Restate all of the data exactly.

Dataset entries:
.....
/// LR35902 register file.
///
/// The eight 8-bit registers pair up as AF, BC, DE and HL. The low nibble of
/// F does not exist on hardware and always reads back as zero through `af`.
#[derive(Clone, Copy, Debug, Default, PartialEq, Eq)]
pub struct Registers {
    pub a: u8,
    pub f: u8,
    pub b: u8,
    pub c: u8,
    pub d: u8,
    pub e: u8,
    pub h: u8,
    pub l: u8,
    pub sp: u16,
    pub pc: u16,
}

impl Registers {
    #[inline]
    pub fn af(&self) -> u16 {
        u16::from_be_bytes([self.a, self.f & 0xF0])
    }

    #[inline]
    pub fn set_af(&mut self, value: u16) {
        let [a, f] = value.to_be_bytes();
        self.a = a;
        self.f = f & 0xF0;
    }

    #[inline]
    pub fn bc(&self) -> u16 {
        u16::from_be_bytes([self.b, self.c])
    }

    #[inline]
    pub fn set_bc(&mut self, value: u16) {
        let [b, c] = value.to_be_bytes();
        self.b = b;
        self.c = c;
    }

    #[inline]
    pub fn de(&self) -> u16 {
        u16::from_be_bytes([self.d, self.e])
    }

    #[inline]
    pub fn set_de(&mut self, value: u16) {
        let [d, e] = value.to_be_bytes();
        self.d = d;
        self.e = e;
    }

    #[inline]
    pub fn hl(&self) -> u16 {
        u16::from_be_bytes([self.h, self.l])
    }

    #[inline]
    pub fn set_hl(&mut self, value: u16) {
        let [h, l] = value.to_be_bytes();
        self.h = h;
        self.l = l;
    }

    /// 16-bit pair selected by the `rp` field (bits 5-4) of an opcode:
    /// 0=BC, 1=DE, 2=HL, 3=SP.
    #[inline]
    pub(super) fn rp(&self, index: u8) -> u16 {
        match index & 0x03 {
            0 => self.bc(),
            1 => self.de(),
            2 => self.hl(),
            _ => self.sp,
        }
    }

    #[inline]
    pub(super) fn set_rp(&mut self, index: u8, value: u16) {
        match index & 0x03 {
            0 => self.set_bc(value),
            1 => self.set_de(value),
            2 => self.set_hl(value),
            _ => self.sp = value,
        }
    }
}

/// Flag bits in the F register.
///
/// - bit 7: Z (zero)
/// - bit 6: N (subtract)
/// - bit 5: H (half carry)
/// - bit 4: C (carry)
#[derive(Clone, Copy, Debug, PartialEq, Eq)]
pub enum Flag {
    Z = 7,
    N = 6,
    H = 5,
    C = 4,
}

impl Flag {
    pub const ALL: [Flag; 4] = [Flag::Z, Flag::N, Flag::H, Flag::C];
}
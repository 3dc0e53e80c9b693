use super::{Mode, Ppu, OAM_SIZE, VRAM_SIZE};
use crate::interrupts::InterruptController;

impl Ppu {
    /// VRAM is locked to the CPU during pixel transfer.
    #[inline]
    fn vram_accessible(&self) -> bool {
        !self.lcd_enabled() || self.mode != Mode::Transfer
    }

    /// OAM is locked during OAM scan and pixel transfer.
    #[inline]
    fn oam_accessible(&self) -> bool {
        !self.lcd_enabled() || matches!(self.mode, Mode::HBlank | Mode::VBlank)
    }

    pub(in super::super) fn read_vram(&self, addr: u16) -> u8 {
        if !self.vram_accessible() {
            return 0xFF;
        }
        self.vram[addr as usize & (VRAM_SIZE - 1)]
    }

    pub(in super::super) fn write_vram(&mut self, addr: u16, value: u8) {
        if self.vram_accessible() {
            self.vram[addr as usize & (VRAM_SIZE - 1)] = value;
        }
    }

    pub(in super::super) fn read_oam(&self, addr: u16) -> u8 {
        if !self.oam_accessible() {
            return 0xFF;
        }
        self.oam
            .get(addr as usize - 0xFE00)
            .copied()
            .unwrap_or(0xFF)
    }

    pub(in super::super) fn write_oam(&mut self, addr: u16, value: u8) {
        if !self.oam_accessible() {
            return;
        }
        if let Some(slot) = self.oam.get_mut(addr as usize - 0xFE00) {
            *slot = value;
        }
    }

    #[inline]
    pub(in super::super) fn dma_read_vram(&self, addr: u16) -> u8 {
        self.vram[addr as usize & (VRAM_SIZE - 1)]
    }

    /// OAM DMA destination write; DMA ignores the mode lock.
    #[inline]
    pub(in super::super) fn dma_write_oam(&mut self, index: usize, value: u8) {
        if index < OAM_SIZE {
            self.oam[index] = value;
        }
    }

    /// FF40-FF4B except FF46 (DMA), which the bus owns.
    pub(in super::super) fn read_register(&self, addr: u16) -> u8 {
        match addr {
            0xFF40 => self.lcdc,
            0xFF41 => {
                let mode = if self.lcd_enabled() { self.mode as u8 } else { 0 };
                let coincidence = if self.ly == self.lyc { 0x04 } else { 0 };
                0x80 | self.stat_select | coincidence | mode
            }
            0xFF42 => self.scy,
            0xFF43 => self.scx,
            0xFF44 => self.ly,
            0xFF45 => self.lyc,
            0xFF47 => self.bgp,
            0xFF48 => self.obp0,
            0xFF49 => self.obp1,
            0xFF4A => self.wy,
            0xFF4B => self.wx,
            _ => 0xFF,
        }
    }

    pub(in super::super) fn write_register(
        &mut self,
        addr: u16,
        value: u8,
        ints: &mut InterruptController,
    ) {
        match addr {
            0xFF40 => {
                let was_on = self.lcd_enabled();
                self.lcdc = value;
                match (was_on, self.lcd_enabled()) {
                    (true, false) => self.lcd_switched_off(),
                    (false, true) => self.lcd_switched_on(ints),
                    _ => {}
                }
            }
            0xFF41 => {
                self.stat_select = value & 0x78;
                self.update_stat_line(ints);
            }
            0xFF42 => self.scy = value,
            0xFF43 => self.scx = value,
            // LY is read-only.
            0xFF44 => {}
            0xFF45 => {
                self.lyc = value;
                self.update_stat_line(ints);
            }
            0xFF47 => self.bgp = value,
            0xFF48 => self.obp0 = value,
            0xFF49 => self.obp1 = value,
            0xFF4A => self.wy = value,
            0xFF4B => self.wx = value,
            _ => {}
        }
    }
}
.....
Output of the exercise |
/// LR35902 register file.
///
/// The eight 8-bit registers pair up as AF, BC, DE and HL. The low nibble of
/// F does not exist on hardware and always reads back as zero through `af`.
#[derive(Clone, Copy, Debug, Default, PartialEq, Eq)]
pub struct Registers {
    pub a: u8,
    pub f: u8,
    pub b: u8,
    pub c: u8,
    pub d: u8,
    pub e: u8,
    pub h: u8,
    pub l: u8,
    pub sp: u16,
    pub pc: u16,
}

impl Registers {
    #[inline]
    pub fn af(&self) -> u16 {
        u16::from_be_bytes([self.a, self.f & 0xF0])
    }

    #[inline]
    pub fn set_af(&mut self, value: u16) {
        let [a, f] = value.to_be_bytes();
        self.a = a;
        self.f = f & 0xF0;
    }

    #[inline]
    pub fn bc(&self) -> u16 {
        u16::from_be_bytes([self.b, self.c])
    }

    #[inline]
    pub fn set_bc(&mut self, value: u16) {
        let [b, c] = value.to_be_bytes();
        self.b = b;
        self.c = c;
    }

    #[inline]
    pub fn de(&self) -> u16 {
        u16::from_be_bytes([self.d, self.e])
    }

    #[inline]
    pub fn set_de(&mut self, value: u16) {
        let [d, e] = value.to_be_bytes();
        self.d = d;
        self.e = e;
    }

    #[inline]
    pub fn hl(&self) -> u16 {
        u16::from_be_bytes([self.h, self.l])
    }

    #[inline]
    pub fn set_hl(&mut self, value: u16) {
        let [h, l] = value.to_be_bytes();
        self.h = h;
        self.l = l;
    }

    /// 16-bit pair selected by the `rp` field (bits 5-4) of an opcode:
    /// 0=BC, 1=DE, 2=HL, 3=SP.
    #[inline]
    pub(super) fn rp(&self, index: u8) -> u16 {
        match index & 0x03 {
            0 => self.bc(),
            1 => self.de(),
            2 => self.hl(),
            _ => self.sp,
        }
    }

    #[inline]
    pub(super) fn set_rp(&mut self, index: u8, value: u16) {
        match index & 0x03 {
            0 => self.set_bc(value),
            1 => self.set_de(value),
            2 => self.set_hl(value),
            _ => self.sp = value,
        }
    }
}

/// Flag bits in the F register.
///
/// - bit 7: Z (zero)
/// - bit 6: N (subtract)
/// - bit 5: H (half carry)
/// - bit 4: C (carry)
#[derive(Clone, Copy, Debug, PartialEq, Eq)]
pub enum Flag {
    Z = 7,
    N = 6,
    H = 5,
    C = 4,
}

impl Flag {
    pub const ALL: [Flag; 4] = [Flag::Z, Flag::N, Flag::H, Flag::C];
}
repository 3dc0e53e80c9b693
use super::{Mode, Ppu, OAM_SIZE, VRAM_SIZE};
use crate::interrupts::InterruptController;

impl Ppu {
    /// VRAM is locked to the CPU during pixel transfer.
    #[inline]
    fn vram_accessible(&self) -> bool {
        !self.lcd_enabled() || self.mode != Mode::Transfer
    }

    /// OAM is locked during OAM scan and pixel transfer.
    #[inline]
    fn oam_accessible(&self) -> bool {
        !self.lcd_enabled() || matches!(self.mode, Mode::HBlank | Mode::VBlank)
    }

    pub(in super::super) fn read_vram(&self, addr: u16) -> u8 {
        if !self.vram_accessible() {
            return 0xFF;
        }
        self.vram[addr as usize & (VRAM_SIZE - 1)]
    }

    pub(in super::super) fn write_vram(&mut self, addr: u16, value: u8) {
        if self.vram_accessible() {
            self.vram[addr as usize & (VRAM_SIZE - 1)] = value;
        }
    }

    pub(in super::super) fn read_oam(&self, addr: u16) -> u8 {
        if !self.oam_accessible() {
            return 0xFF;
        }
        self.oam
            .get(addr as usize - 0xFE00)
            .copied()
            .unwrap_or(0xFF)
    }

    pub(in super::super) fn write_oam(&mut self, addr: u16, value: u8) {
        if !self.oam_accessible() {
            return;
        }
        if let Some(slot) = self.oam.get_mut(addr as usize - 0xFE00) {
            *slot = value;
        }
    }

    #[inline]
    pub(in super::super) fn dma_read_vram(&self, addr: u16) -> u8 {
        self.vram[addr as usize & (VRAM_SIZE - 1)]
    }

    /// OAM DMA destination write; DMA ignores the mode lock.
    #[inline]
    pub(in super::super) fn dma_write_oam(&mut self, index: usize, value: u8) {
        if index < OAM_SIZE {
            self.oam[index] = value;
        }
    }

    /// FF40-FF4B except FF46 (DMA), which the bus owns.
    pub(in super::super) fn read_register(&self, addr: u16) -> u8 {
        match addr {
            0xFF40 => self.lcdc,
            0xFF41 => {
                let mode = if self.lcd_enabled() { self.mode as u8 } else { 0 };
                let coincidence = if self.ly == self.lyc { 0x04 } else { 0 };
                0x80 | self.stat_select | coincidence | mode
            }
            0xFF42 => self.scy,
            0xFF43 => self.scx,
            0xFF44 => self.ly,
            0xFF45 => self.lyc,
            0xFF47 => self.bgp,
            0xFF48 => self.obp0,
            0xFF49 => self.obp1,
            0xFF4A => self.wy,
            0xFF4B => self.wx,
            _ => 0xFF,
        }
    }

    pub(in super::super) fn write_register(
        &mut self,
        addr: u16,
        value: u8,
        ints: &mut InterruptController,
    ) {
        match addr {
            0xFF40 => {
                let was_on = self.lcd_enabled();
                self.lcdc = value;
                match (was_on, self.lcd_enabled()) {
                    (true, false) => self.lcd_switched_off(),
                    (false, true) => self.lcd_switched_on(ints),
                    _ => {}
                }
            }
            0xFF41 => {
                self.stat_select = value & 0x78;
                self.update_stat_line(ints);
            }
            0xFF42 => self.scy = value,
            0xFF43 => self.scx = value,
            // LY is read-only.
            0xFF44 => {}
            0xFF45 => {
                self.lyc = value;
                self.update_stat_line(ints);
            }
            0xFF47 => self.bgp = value,
            0xFF48 => self.obp0 = value,
            0xFF49 => self.obp1 = value,
            0xFF4A => self.wy = value,
            0xFF4B => self.wx = value,
            _ => {}
        }
    }
}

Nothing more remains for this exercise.